Un fameux conte zen raconte qu’un vieux paysan reçoit un jour un cheval. Les villageois disent: «Quelle chance!» Le vieux réagit: «Je ne sais pas si c’est une bonne ou une mauvaise chose.» Le fils du paysan tombe du cheval et se brise la jambe. Les villageois s’exclament: «Quel malheur!» Le vieux répète: «Je ne sais pas si c’est une bonne ou une mauvaise chose.» Blessé, le jeune homme échappe à l’enrôlement pour la guerre de tous les hommes en âge de se battre: «Quel privilège!» disent les villageois.
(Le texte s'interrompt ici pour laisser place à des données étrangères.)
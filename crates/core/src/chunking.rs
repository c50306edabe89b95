//! Recursive, offset-exact chunking.
//!
//! The document is first split into pieces that tile it exactly: each
//! separator stays attached to the end of the piece before it, and pieces
//! longer than `chunk_size` are split again with the next separator. Pieces
//! are then packed greedily into chunks. Each new chunk starts with the
//! longest run of trailing pieces from the previous chunk that fits in
//! `chunk_overlap`, so overlaps are always contiguous document text.
//!
//! All sizes are counted in chars.

use crate::error::IngestError;
use crate::models::{Chunk, ChunkCollection, ChunkMetadata, Document};
use chrono::Utc;
use serde::{Deserialize, Serialize};
use sha2::{Digest, Sha256};
use tracing::debug;

pub const DEFAULT_CHUNK_SIZE: usize = 1_000;
pub const DEFAULT_CHUNK_OVERLAP: usize = 150;
pub const DEFAULT_SEPARATORS: [&str; 4] = ["\n\n", "\n", " ", ""];

#[derive(Debug, Clone, Serialize, Deserialize, PartialEq, Eq)]
pub struct ChunkingConfig {
    pub chunk_size: usize,
    pub chunk_overlap: usize,
    pub separators: Vec<String>,
}

impl Default for ChunkingConfig {
    fn default() -> Self {
        Self {
            chunk_size: DEFAULT_CHUNK_SIZE,
            chunk_overlap: DEFAULT_CHUNK_OVERLAP,
            separators: DEFAULT_SEPARATORS.iter().map(|s| s.to_string()).collect(),
        }
    }
}

impl ChunkingConfig {
    pub fn validate(&self) -> Result<(), IngestError> {
        if self.chunk_size == 0 {
            return Err(IngestError::InvalidChunkConfig(
                "chunk_size must be greater than 0".to_string(),
            ));
        }

        if self.chunk_overlap >= self.chunk_size {
            return Err(IngestError::InvalidChunkConfig(format!(
                "chunk_overlap ({}) must be smaller than chunk_size ({})",
                self.chunk_overlap, self.chunk_size
            )));
        }

        if self.separators.is_empty() {
            return Err(IngestError::InvalidChunkConfig(
                "at least one separator is required".to_string(),
            ));
        }

        Ok(())
    }
}

/// Location of one chunk inside the document.
#[derive(Debug, Clone, Copy, PartialEq, Eq)]
pub struct ChunkSpan {
    pub byte_start: usize,
    pub byte_end: usize,
    pub char_start: usize,
    pub char_len: usize,
}

impl ChunkSpan {
    pub fn text<'a>(&self, document: &'a str) -> &'a str {
        &document[self.byte_start..self.byte_end]
    }
}

#[derive(Debug, Clone, Copy)]
struct Piece {
    start: usize,
    end: usize,
    chars: usize,
}

#[derive(Debug, Clone)]
pub struct Chunker {
    config: ChunkingConfig,
}

impl Chunker {
    pub fn new(config: ChunkingConfig) -> Result<Self, IngestError> {
        config.validate()?;
        Ok(Self { config })
    }

    pub fn chunk(&self, document: &str) -> Vec<ChunkSpan> {
        if document.trim().is_empty() {
            return Vec::new();
        }

        let mut pieces = Vec::new();
        self.split_range(document, 0, document.len(), &self.config.separators, &mut pieces);
        let spans = self.merge(&pieces);

        debug!(
            pieces = pieces.len(),
            chunks = spans.len(),
            chunk_size = self.config.chunk_size,
            chunk_overlap = self.config.chunk_overlap,
            "chunked document"
        );

        spans
    }

    pub fn chunk_document(&self, source: &str, document: &Document) -> Vec<Chunk> {
        let text = document.as_str();
        let sections = section_starts(text);

        self.chunk(text)
            .into_iter()
            .enumerate()
            .map(|(index, span)| {
                let chunk_text = span.text(text).to_string();
                let index = index as u64;
                let section = sections
                    .iter()
                    .take_while(|(offset, _)| *offset <= span.byte_start)
                    .last()
                    .map(|(_, title)| title.clone());

                Chunk {
                    metadata: ChunkMetadata {
                        chunk_id: make_chunk_id(source, index, &chunk_text),
                        source: source.to_string(),
                        chunk_index: index,
                        start_offset: span.char_start,
                        char_len: span.char_len,
                        section,
                    },
                    text: chunk_text,
                }
            })
            .collect()
    }

    pub fn build_collection(&self, source: &str, document: &Document) -> ChunkCollection {
        ChunkCollection {
            source: source.to_string(),
            created_at: Utc::now(),
            chunk_size: self.config.chunk_size,
            chunk_overlap: self.config.chunk_overlap,
            chunks: self.chunk_document(source, document),
        }
    }

    fn split_range(
        &self,
        document: &str,
        start: usize,
        end: usize,
        separators: &[String],
        pieces: &mut Vec<Piece>,
    ) {
        let text = &document[start..end];
        let chars = text.chars().count();

        if chars <= self.config.chunk_size {
            pieces.push(Piece { start, end, chars });
            return;
        }

        let Some(position) = separators
            .iter()
            .position(|separator| separator.is_empty() || text.contains(separator.as_str()))
        else {
            // No separator left: keep the oversized run whole.
            pieces.push(Piece { start, end, chars });
            return;
        };

        let separator = separators[position].as_str();
        let remaining = &separators[position + 1..];

        if separator.is_empty() {
            pieces.extend(text.char_indices().map(|(offset, c)| Piece {
                start: start + offset,
                end: start + offset + c.len_utf8(),
                chars: 1,
            }));
            return;
        }

        let mut piece_start = start;
        for (offset, _) in text.match_indices(separator) {
            let piece_end = start + offset + separator.len();
            self.split_range(document, piece_start, piece_end, remaining, pieces);
            piece_start = piece_end;
        }

        if piece_start < end {
            self.split_range(document, piece_start, end, remaining, pieces);
        }
    }

    fn merge(&self, pieces: &[Piece]) -> Vec<ChunkSpan> {
        let size = self.config.chunk_size;
        let overlap = self.config.chunk_overlap;

        let mut char_starts = Vec::with_capacity(pieces.len());
        let mut cursor = 0usize;
        for piece in pieces {
            char_starts.push(cursor);
            cursor += piece.chars;
        }

        let span = |first: usize, last: usize, total: usize| ChunkSpan {
            byte_start: pieces[first].start,
            byte_end: pieces[last].end,
            char_start: char_starts[first],
            char_len: total,
        };

        let mut spans = Vec::new();
        let mut first = 0usize;
        let mut total = 0usize;

        for (index, piece) in pieces.iter().enumerate() {
            if total + piece.chars > size && index > first {
                spans.push(span(first, index - 1, total));

                while first < index && (total > overlap || total + piece.chars > size) {
                    total -= pieces[first].chars;
                    first += 1;
                }
            }
            total += piece.chars;
        }

        if first < pieces.len() {
            spans.push(span(first, pieces.len() - 1, total));
        }

        spans
    }
}

/// Byte offsets of Markdown headings with their text, in document order.
fn section_starts(text: &str) -> Vec<(usize, String)> {
    let mut sections = Vec::new();
    let mut offset = 0usize;

    for line in text.split_inclusive('\n') {
        let trimmed = line.trim_end();
        let title = trimmed
            .strip_prefix("### ")
            .or_else(|| trimmed.strip_prefix("## "));
        if let Some(title) = title {
            sections.push((offset, title.trim().to_string()));
        }
        offset += line.len();
    }

    sections
}

fn make_chunk_id(source: &str, index: u64, text: &str) -> String {
    let mut hasher = Sha256::new();
    hasher.update(source.as_bytes());
    hasher.update(index.to_le_bytes());
    hasher.update(text.as_bytes());
    format!("{:x}", hasher.finalize())
}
De nouveau, le vieux ne sait pas si c’est une bonne ou une mauvaise chose.

Nous raisonnons souvent comme les villageois de ce conte zen, alors que des pans entiers de la psychologie sociale nous démontrent à quel point nos sens peuvent être facilement abusés, notre attention détournée, nos pronostics faussés, notre cerveau manipulé, et à quel point nos connaissances sur le monde sont limitées. Pourtant, nous continuons à savoir, à porter des jugements, à avoir des certitudes. Dans le monde de l’entreprise, où il est nécessaire d’affirmer sa légitimité dans un contexte de hiérarchie, peut-être encore plus qu’ailleurs.